Was mich stolz macht

Preise, Veröffentlichungen und letztlich der erfolgreiche Abschluss der Arbeit erfüllen mich mit einem gewissen Stolz auf meine "Zöglinge". Aber auch über kleinere Dinge wie gute Präsentationen und ein unerwartetes Ergebnis eines zielführenden Experiments kann ich mich riesig freuen.

Man sagt, Mütter kämpfen für ihren Nachwuchs wie Löwinnnen. Tun das Doktormütter ebenso?

Es gibt immer Momente der Enttäuschungen. Gerade in der Wissenschaft ist es ein auf und ab, und Stellen hängen von erfolgreich eingeworbenen Drittmitteln ab.
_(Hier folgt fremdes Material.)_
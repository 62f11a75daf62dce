use std::fs;

use event_bus::{AnalysisEvent, BatchAnalysisEvent, EventBus};
use tempfile::TempDir;
use tracing_test::traced_test;

use crate::Analyzer;
use crate::batch::{BatchDatabase, ClassUnit, FieldDef, MethodDef};
use crate::config::{AnalysisConfig, AnalysisConfigBuilder};
use crate::error::AnalysisError;
use crate::model::{
    AccessKind, Callee, FieldRef, Instruction, InvokeKind, Member, MethodRef, Modifiers, Operand,
};
use crate::parsing::JsonClassParser;

fn invoke(owner: &str, name: &str, descriptor: &str) -> Instruction {
    Instruction::new(
        "invoke-virtual",
        Operand::invoke(InvokeKind::Virtual, MethodRef::new(owner, name, descriptor)),
    )
}

fn scenario_batch() -> BatchDatabase {
    vec![
        ClassUnit::new("com.app.A").with_method(
            MethodDef::new("foo", "()V")
                .with_modifiers(Modifiers::public())
                .with_instructions(vec![Instruction::new("return-void", Operand::Nop)]),
        ),
        ClassUnit::new("com.app.B").extending("com.app.A").with_method(
            MethodDef::new("bar", "()V").with_instructions(vec![
                invoke("com.app.A", "foo", "()V"),
                Instruction::new("return-void", Operand::Nop),
            ]),
        ),
    ]
    .into_iter()
    .collect()
}

#[test]
fn test_subclass_call_scenario() {
    let mut analyzer = Analyzer::default();

    analyzer.analyze_batch(scenario_batch());

    let db = analyzer.database();
    let a = db.class_by_name("com.app.A").expect("A should be registered");
    let b = db.class_by_name("com.app.B").expect("B should be registered");
    assert_eq!(db.class(b).supers, vec![a]);

    let bar = db.method_view("com.app.B.bar()V").unwrap().member;
    let foo = db.method_view("com.app.A.foo()V").unwrap().member;
    let calls: Vec<_> = db.calls().iter().collect();
    assert_eq!(calls.len(), 1);
    assert_eq!(calls[0].caller, bar);
    assert!(matches!(calls[0].callee, Callee::Method(view) if view.member == foo));
}

#[test]
fn test_unparsed_platform_class_scenario() {
    let mut analyzer = Analyzer::default();
    let batch: BatchDatabase = std::iter::once(ClassUnit::new("com.app.Greeter").with_method(
        MethodDef::new("greet", "()V").with_instructions(vec![
            Instruction::new("const-string", Operand::string("hello")),
            invoke("java.lang.String", "length", "()I"),
        ]),
    ))
    .collect();

    analyzer.analyze_batch(batch);

    let db = analyzer.database();
    let string = db.class_by_name("java.lang.String").expect("Placeholder should exist");
    assert!(db.class(string).is_missing());
    assert_eq!(db.class(string).tags.names(), vec!["missing"]);
    assert!(
        db.missing()
            .iter()
            .any(|m| *m == crate::model::MissingEntity::Class(string))
    );

    let package = db.package_by_name("java.lang").expect("Package should exist");
    assert!(db.package(package).children.contains(&string));
    assert_eq!(db.strings().len(), 1);
}

#[test]
fn test_changed_body_scenario() {
    let mut analyzer = Analyzer::default();
    let unit = |body: Vec<Instruction>| -> BatchDatabase {
        std::iter::once(
            ClassUnit::new("com.app.Service")
                .with_method(MethodDef::new("start", "()V").with_instructions(body)),
        )
        .collect()
    };

    analyzer.analyze_batch(unit(vec![invoke("android.util.Log", "d", "()V")]));
    let service = analyzer.database().class_by_name("com.app.Service").unwrap();

    analyzer.analyze_batch(unit(vec![invoke("android.util.Log", "e", "()V")]));

    let db = analyzer.database();
    assert_eq!(db.class_by_name("com.app.Service"), Some(service));
    assert_eq!(db.class(service).methods.len(), 1);
    let start = db.method_view("com.app.Service.start()V").unwrap().member;
    let targets: Vec<_> = db
        .method(start)
        .instructions()
        .filter_map(|i| match &i.operand {
            Operand::Invoke(invocation) => invocation.target.resolved(),
            _ => None,
        })
        .map(|view| db.method(view.member).name.clone())
        .collect();
    assert_eq!(targets, vec!["e".to_string()]);
    assert_eq!(db.calls().len(), 1);
}

#[test]
fn test_merge_idempotence_through_session() {
    let mut analyzer = Analyzer::default();

    analyzer.analyze_batch(scenario_batch());
    let counters = analyzer.counters();
    let calls = analyzer.database().calls().len();

    analyzer.analyze_batch(scenario_batch());

    assert_eq!(analyzer.counters(), counters);
    assert_eq!(analyzer.database().calls().len(), calls);
    assert_eq!(analyzer.database().classes().len(), 2);
}

#[test]
fn test_user_tag_named_missing_keeps_definitions_real() {
    let mut analyzer = Analyzer::default();
    analyzer.analyze_batch(scenario_batch());
    let counters = analyzer.counters();

    let tagged = analyzer.tag_all("missing");

    assert_eq!(tagged, 4, "two classes and two methods");
    let db = analyzer.database();
    let a = db.class_by_name("com.app.A").unwrap();
    assert!(!db.class(a).is_missing());
    assert!(db.class(a).tags.contains("missing"));
    assert!(db.missing().is_empty());

    let report = analyzer.analyze_batch(scenario_batch());

    assert_eq!(analyzer.counters(), counters);
    assert_eq!(report.methods_linked, 0);
}

#[test]
fn test_counters_match_input() {
    let mut analyzer = Analyzer::default();
    let body = vec![
        Instruction::new("const/4", Operand::Nop),
        invoke("com.ext.Api", "call", "()V"),
        invoke("com.ext.Api", "call", "()V"),
        Instruction::new(
            "sget",
            Operand::field(AccessKind::Get, true, FieldRef::new("com.ext.Api", "LEVEL", "I")),
        ),
        Instruction::new("new-instance", Operand::type_use("com.ext.Api")),
    ];
    let batch: BatchDatabase = std::iter::once(
        ClassUnit::new("com.app.Main")
            .with_field(FieldDef::new("ready", "Z"))
            .with_method(MethodDef::new("main", "()V").with_instructions(body)),
    )
    .collect();

    analyzer.analyze_batch(batch);

    let counters = analyzer.counters();
    assert_eq!(counters.instructions, 5);
    assert_eq!(counters.method_calls, 2);
    assert_eq!(counters.field_calls, 1);
    assert_eq!(counters.indexed_fields, 1);
    assert_eq!(analyzer.database().calls().len(), 4);

    // The two calls share one placeholder.
    let call = analyzer.database().method_view("com.ext.Api.call()V").unwrap().member;
    assert_eq!(analyzer.database().method(call).callers.len(), 2);
}

#[test]
fn test_visibility_through_session_resolution() {
    let mut analyzer = Analyzer::default();
    let batch: BatchDatabase = vec![
        ClassUnit::new("com.app.A")
            .with_field(FieldDef::new("x", "I").with_modifiers(Modifiers::private()))
            .with_field(FieldDef::new("y", "I").with_modifiers(Modifiers::protected())),
        ClassUnit::new("com.app.B").extending("com.app.A"),
    ]
    .into_iter()
    .collect();
    analyzer.analyze_batch(batch);

    let a = analyzer.database().class_by_name("com.app.A").unwrap();
    let b = analyzer.database().class_by_name("com.app.B").unwrap();

    let x = analyzer.resolve_field(&FieldRef::new("com.app.B", "x", "I"));
    assert!(analyzer.database().field(x.member).is_missing());
    assert_eq!(x.enclosing_class, b);

    let y = analyzer.resolve_field(&FieldRef::new("com.app.B", "y", "I"));
    assert_eq!(analyzer.database().field(y.member).name, "y");
    assert_eq!(y.declaring_class, a);
    assert_eq!(y.enclosing_class, b);
}

#[test]
fn test_add_class_from_fqcn_is_not_missing() {
    let mut analyzer = Analyzer::default();

    let activity = analyzer.add_class_from_fqcn("android.app.Activity");

    assert_eq!(analyzer.resolve_type("android.app.Activity"), activity);
    let db = analyzer.database();
    assert!(!db.class(activity).is_missing());
    assert!(db.missing().is_empty());
    assert!(db.package_by_name("android.app").is_some());
}

#[test]
fn test_tag_categories_are_kept() {
    let mut analyzer = Analyzer::default();

    analyzer.add_tag_category("network", vec!["http".to_string(), "socket".to_string()]);
    analyzer.add_tag_category("storage", vec!["sqlite".to_string()]);

    let names: Vec<_> = analyzer.tag_categories().map(|c| c.name.as_str()).collect();
    assert_eq!(names, vec!["network", "storage"]);
}

#[test]
fn test_link_method_rejects_foreign_handle() {
    let mut analyzer = Analyzer::default();

    let result = analyzer.link_method(crate::model::MethodId::from_usize(3));

    assert!(matches!(result, Err(AnalysisError::UnknownMethod { .. })));
}

#[traced_test]
#[test]
fn test_analyze_path_reads_units_and_skips_bad_files() {
    let temp_dir = TempDir::new().unwrap();
    let root = temp_dir.path();
    fs::create_dir_all(root.join("com/app")).unwrap();

    for unit in [
        ClassUnit::new("com.app.A").with_method(MethodDef::new("foo", "()V")),
        ClassUnit::new("com.app.B").extending("com.app.A"),
    ] {
        let name = unit.fqcn.rsplit('.').next().unwrap().to_string();
        fs::write(
            root.join(format!("com/app/{name}.json")),
            serde_json::to_string_pretty(&unit).unwrap(),
        )
        .unwrap();
    }
    fs::write(root.join("com/app/Broken.json"), "{ not a unit").unwrap();
    fs::write(root.join("com/app/notes.txt"), "ignored").unwrap();

    let mut analyzer = Analyzer::default();
    let report = analyzer
        .analyze_path(root, &JsonClassParser)
        .expect("Analysis should succeed");

    assert_eq!(report.classes_added, 2);
    assert!(logs_contain("Could not parse class file"));
    let db = analyzer.database();
    let b = db.class_by_name("com.app.B").unwrap();
    assert_eq!(db.class(b).supers.len(), 1);
}

#[traced_test]
#[test]
fn test_missing_superclass_chain_is_logged() {
    let mut analyzer = Analyzer::default();

    analyzer.analyze_batch(
        std::iter::once(ClassUnit::new("com.app.Loop").extending("com.app.Loop")).collect(),
    );

    let db = analyzer.database();
    let looped = db.class_by_name("com.app.Loop").unwrap();
    assert!(db.class(looped).supers.is_empty());
    assert!(logs_contain("Inheritance cycle detected"));
}

#[tokio::test]
async fn test_events_wrap_each_batch() {
    let bus = EventBus::new();
    let mut receiver = bus.subscribe();
    let mut analyzer = Analyzer::default().with_event_bus(bus);

    let mut batch = scenario_batch();
    batch.source = Some("/tmp/app/smali".into());
    analyzer.analyze_batch(batch);

    let started = receiver.recv().await.expect("Started event");
    let completed = receiver.recv().await.expect("Completed event");

    match started {
        AnalysisEvent::Batch(BatchAnalysisEvent::Started(started)) => {
            assert_eq!(started.classes_to_merge, 2);
            assert_eq!(started.source.as_deref(), Some("/tmp/app/smali"));
            assert_eq!(started.session.session_id, analyzer.session_id());
        }
        other => panic!("Expected a started event, got {other:?}"),
    }
    match completed {
        AnalysisEvent::Batch(BatchAnalysisEvent::Completed(completed)) => {
            assert_eq!(completed.classes_added, 2);
            assert_eq!(completed.totals.method_calls, 1);
            assert_eq!(completed.session.known_classes, 2);
        }
        other => panic!("Expected a completed event, got {other:?}"),
    }
}

#[tokio::test]
async fn test_missing_root_emits_failure() {
    let bus = EventBus::new();
    let mut receiver = bus.subscribe();
    let config: AnalysisConfig = AnalysisConfigBuilder::build(true, 0);
    let mut analyzer = Analyzer::new(config).with_event_bus(bus);

    let result = analyzer.analyze_path(
        std::path::Path::new("/nonexistent/analysis/root"),
        &JsonClassParser,
    );

    assert!(matches!(result, Err(AnalysisError::SourceNotFound { .. })));
    match receiver.recv().await.expect("Failed event") {
        AnalysisEvent::Batch(BatchAnalysisEvent::Failed(failed)) => {
            assert!(failed.error.contains("/nonexistent/analysis/root"));
        }
        other => panic!("Expected a failed event, got {other:?}"),
    }
}

#[test]
fn test_statistics_export() {
    let temp_dir = TempDir::new().unwrap();
    let path = temp_dir.path().join("statistics.json");
    let mut analyzer = Analyzer::default();
    analyzer.analyze_batch(scenario_batch());

    let statistics = analyzer.statistics();
    statistics.export_to_file(&path).unwrap();

    assert_eq!(statistics.sizes.classes, 2);
    assert_eq!(statistics.counters.method_calls, 1);
    let content = fs::read_to_string(&path).unwrap();
    assert!(content.contains(analyzer.session_id()));
}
Das ist nicht selten ein Kampf, von dem die betroffenen Doktorandinnen und Doktoranden – zum Glück – nicht viel mitbekommen, der mich aber schlaflose Nächte kostet. Selbiges gilt für Projekte, die "hängen" und nicht vorankommen. Da muss man dann kreativ sein und mit neuen Ideen das Ruder wieder rumreißen. Die direkte Verantwortung für die Karrieren zu haben, ist nicht immer leicht.

Wenn Doktorandinnen und Doktoranden flügge werden und das Nest verlassen

Wenn man mehrere Jahre zusammenarbeitet und die Entwicklungen und Potentiale der jungen Leute sieht, fällt es schon schwer loszulassen und auch manche Entscheidungen, die man selbst anders treffen würde, zu akzeptieren und zu begleiten. Am Ende bin ich stolz, wenn ich nicht nur zum beruflichen Lebensweg, sondern auch zur Entwicklung der Persönlichkeit beitragen konnte und jeder seinen Weg findet.